**Task goal:** Once you have checked each line below, report only the number of lines that contain the word "impl".

--- START ---

//! Record schema and typed records.
//!
//! A [`RecordSchema`] is an ordered list of named, typed fields. Parsing a CSV row against it
//! yields a [`Record`] whose values are already converted, so check-class predicates can read
//! `record.int("age")` instead of re-parsing strings.

use crate::error::ParseError;
use serde::{Deserialize, Serialize};
use std::collections::BTreeMap;

/// Declared type of a field.
#[derive(Debug, Clone, Copy, PartialEq, Eq, Serialize, Deserialize)]
#[serde(rename_all = "lowercase")]
pub enum FieldKind {
    Int,
    Float,
    Text,
    Bool,
}

/// A converted field value.
#[derive(Debug, Clone, PartialEq)]
pub enum FieldValue {
    Int(i64),
    Float(f64),
    Text(String),
    Bool(bool),
}

/// One schema field. A field with a default may be omitted or left empty in the data.
#[derive(Debug, Clone, PartialEq, Eq, Serialize, Deserialize)]
pub struct FieldSpec {
    pub name: String,
    pub kind: FieldKind,
    #[serde(default)]
    pub default: Option<String>,
}

impl FieldSpec {
    pub fn new(name: impl Into<String>, kind: FieldKind) -> Self {
        Self {
            name: name.into(),
            kind,
            default: None,
        }
    }

    pub fn with_default(mut self, default: impl Into<String>) -> Self {
        self.default = Some(default.into());
        self
    }

    /// Convert a raw cell to this field's kind.
    pub fn convert(&self, raw: &str) -> Result<FieldValue, ParseError> {
        let raw = raw.trim();
        let invalid = || {
            ParseError::InvalidValue(format!(
                "field '{}': cannot convert '{}' to {:?}",
                self.name, raw, self.kind
            ))
        };
        match self.kind {
            FieldKind::Int => raw.parse().map(FieldValue::Int).map_err(|_| invalid()),
            FieldKind::Float => raw.parse().map(FieldValue::Float).map_err(|_| invalid()),
            FieldKind::Text => Ok(FieldValue::Text(raw.to_string())),
            FieldKind::Bool => match raw.to_ascii_lowercase().as_str() {
                "true" | "1" | "yes" | "y" | "t" => Ok(FieldValue::Bool(true)),
                "false" | "0" | "no" | "n" | "f" => Ok(FieldValue::Bool(false)),
                _ => Err(invalid()),
            },
        }
    }
}

/// Ordered field list.
#[derive(Debug, Clone, Default, PartialEq, Eq, Serialize, Deserialize)]
pub struct RecordSchema {
    pub fields: Vec<FieldSpec>,
}

impl RecordSchema {
    pub fn new() -> Self {
        Self::default()
    }

    pub fn field(mut self, spec: FieldSpec) -> Self {
        self.fields.push(spec);
        self
    }
}

/// One parsed input record.
#[derive(Debug, Clone, Default, PartialEq)]
pub struct Record {
    values: BTreeMap<String, FieldValue>,
}

impl Record {
    pub fn insert(&mut self, name: impl Into<String>, value: FieldValue) {
        self.values.insert(name.into(), value);
    }

    pub fn get(&self, name: &str) -> Option<&FieldValue> {
        self.values.get(name)
    }

    pub fn int(&self, name: &str) -> Option<i64> {
        match self.values.get(name) {
            Some(FieldValue::Int(v)) => Some(*v),
            _ => None,
        }
    }

    /// Float fields, with int fields widened.
    pub fn float(&self, name: &str) -> Option<f64> {
        match self.values.get(name) {
            Some(FieldValue::Float(v)) => Some(*v),
            Some(FieldValue::Int(v)) => Some(*v as f64),
            _ => None,
        }
    }

    pub fn text(&self, name: &str) -> Option<&str> {
        match self.values.get(name) {
            Some(FieldValue::Text(v)) => Some(v.as_str()),
            _ => None,
        }
    }

    pub fn bool(&self, name: &str) -> Option<bool> {
        match self.values.get(name) {
            Some(FieldValue::Bool(v)) => Some(*v),
            _ => None,
        }
    }
}
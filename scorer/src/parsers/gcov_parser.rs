//! gcov Report Parser
//!
//! Parses one `.gcov` file written by `gcov -b` (optionally with `-c`) into the source path it
//! describes and a [`CoverageSample`].
//!
//! # Format
//!
//! ```text
//!         -:    0:Source:myfunc.c
//!         3:    4:    if (x > 0) {
//! branch  0 taken 2
//! branch  1 taken 1
//!     #####:    5:        return -1;
//!         -:    6:    }
//! ```
//!
//! - A count of `-` marks a line that is not executable.
//! - `#####` and `=====` mark executable lines that never ran; any other count ran.
//! - A trailing `*` on a count (unexecuted blocks on the line) is ignored.
//! - `branch N taken X` / `branch N never executed` lines belong to the preceding source line.
//!   `X` may be a count or a percentage; anything above zero counts as taken.
//!
//! Lines repeated by template instantiation blocks are merged: a line ran if any instance ran.

use crate::coverage::sample::{BranchStat, CoverageSample};
use crate::error::ParseError;
use crate::traits::parser::Parser;
use regex::Regex;
use std::collections::{BTreeMap, BTreeSet};
use std::path::PathBuf;
use std::sync::LazyLock;

static LINE_RECORD: LazyLock<Regex> = LazyLock::new(|| {
    Regex::new(r"^\s*([^:\s]+):\s*(\d+):(.*)$").expect("valid gcov line pattern")
});

static BRANCH_RECORD: LazyLock<Regex> = LazyLock::new(|| {
    Regex::new(r"^\s*branch\s+\d+\s+(?:taken\s+([\d.]+)([%kKMG]?)|never executed)")
        .expect("valid gcov branch pattern")
});

pub struct GcovParser;

fn count_ran(count: &str) -> Result<bool, ParseError> {
    let count = count.trim_end_matches('*');
    if count.chars().all(|c| c == '#' || c == '=' || c == '%') {
        return Ok(false);
    }
    // `gcov -h` abbreviates large counts (1.2k); only zero versus non-zero matters here
    let digits = count.trim_end_matches(|c: char| c.is_ascii_alphabetic());
    digits
        .parse::<f64>()
        .map(|n| n > 0.0)
        .map_err(|_| ParseError::InvalidValue(format!("unrecognised execution count '{count}'")))
}

impl Parser<&str, (PathBuf, CoverageSample)> for GcovParser {
    fn parse(&self, input: &str) -> Result<(PathBuf, CoverageSample), ParseError> {
        let mut source: Option<PathBuf> = None;
        let mut exec = BTreeSet::new();
        let mut ran = BTreeSet::new();
        let mut branches: BTreeMap<u32, BranchStat> = BTreeMap::new();
        let mut current_line: Option<u32> = None;

        for raw in input.lines() {
            if let Some(caps) = BRANCH_RECORD.captures(raw) {
                let line = current_line.ok_or_else(|| {
                    ParseError::Malformed("branch record before any source line".to_string())
                })?;
                let taken = match caps.get(1) {
                    Some(value) => value.as_str().parse::<f64>().map_err(|_| {
                        ParseError::InvalidValue(format!("bad branch count in '{raw}'"))
                    })? > 0.0,
                    None => false,
                };
                let stat = branches.entry(line).or_insert(BranchStat::new(0, 0));
                stat.total_exits += 1;
                if taken {
                    stat.taken_exits += 1;
                }
                continue;
            }

            let Some(caps) = LINE_RECORD.captures(raw) else {
                continue;
            };
            let count = &caps[1];
            let lineno: u32 = caps[2]
                .parse()
                .map_err(|_| ParseError::InvalidValue(format!("bad line number in '{raw}'")))?;
            let text = &caps[3];

            if lineno == 0 {
                if let Some(path) = text.strip_prefix("Source:") {
                    source = Some(PathBuf::from(path.trim()));
                }
                continue;
            }

            current_line = Some(lineno);
            if count == "-" {
                continue;
            }
            exec.insert(lineno);
            if count_ran(count)? {
                ran.insert(lineno);
            }
        }

        let source = source.ok_or_else(|| ParseError::MissingField("Source".to_string()))?;
        let missed = exec.difference(&ran).copied().collect();
        let sample = CoverageSample::new(exec, missed, branches)?;
        Ok((source, sample))
    }
}

#[cfg(test)]
mod tests {
    use super::*;
    use crate::coverage::sample::BranchKind;

    const SAMPLE: &str = "        -:    0:Source:src/myfunc.c
        -:    0:Graph:myfunc.gcno
        -:    1:#include <stdio.h>
function sign called 3 returned 100% blocks executed 80%
        3:    2:int sign(int x) {
        3:    3:    if (x > 0)
branch  0 taken 2
branch  1 taken 1
        2:    4:        return 1;
    #####:    5:    if (x < -100)
branch  0 never executed
branch  1 never executed
    =====:    6:        return -2;
       1*:    7:    return x < 0 ? -1 : 0;
branch  0 taken 1
branch  1 taken 0
        -:    8:}
";

    #[test]
    fn test_parses_lines_and_branches() {
        let (source, sample) = GcovParser.parse(SAMPLE).unwrap();
        assert_eq!(source, PathBuf::from("src/myfunc.c"));
        assert_eq!(
            sample.exec_lines().iter().copied().collect::<Vec<_>>(),
            vec![2, 3, 4, 5, 6, 7]
        );
        assert_eq!(
            sample.missed_lines().iter().copied().collect::<Vec<_>>(),
            vec![5, 6]
        );
        assert_eq!(sample.branch(3).unwrap().kind(), BranchKind::Taken);
        assert_eq!(sample.branch(5).unwrap().kind(), BranchKind::NotTaken);
        assert_eq!(sample.branch(7), Some(BranchStat::new(2, 1)));
        assert_eq!(sample.branch(4), None);
    }

    #[test]
    fn test_percentages_and_repeated_lines() {
        let input = "        -:    0:Source:t.cpp
        1:    3:  if (a)
branch  0 taken 50%
branch  1 taken 0%
    #####:    9:  f();
        2:    9:  f();
";
        let (_, sample) = GcovParser.parse(input).unwrap();
        assert_eq!(sample.branch(3), Some(BranchStat::new(2, 1)));
        assert!(sample.exec_lines().contains(&9));
        assert!(sample.missed_lines().is_empty());
    }

    #[test]
    fn test_missing_source_tag() {
        let err = GcovParser.parse("        1:    1:int x;\n").unwrap_err();
        assert_eq!(err, ParseError::MissingField("Source".to_string()));
    }

    #[test]
    fn test_branch_without_line_is_malformed() {
        let err = GcovParser
            .parse("        -:    0:Source:a.c\nbranch  0 taken 1\n")
            .unwrap_err();
        assert!(matches!(err, ParseError::Malformed(_)));
    }
}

--- END ---

**Output:** 7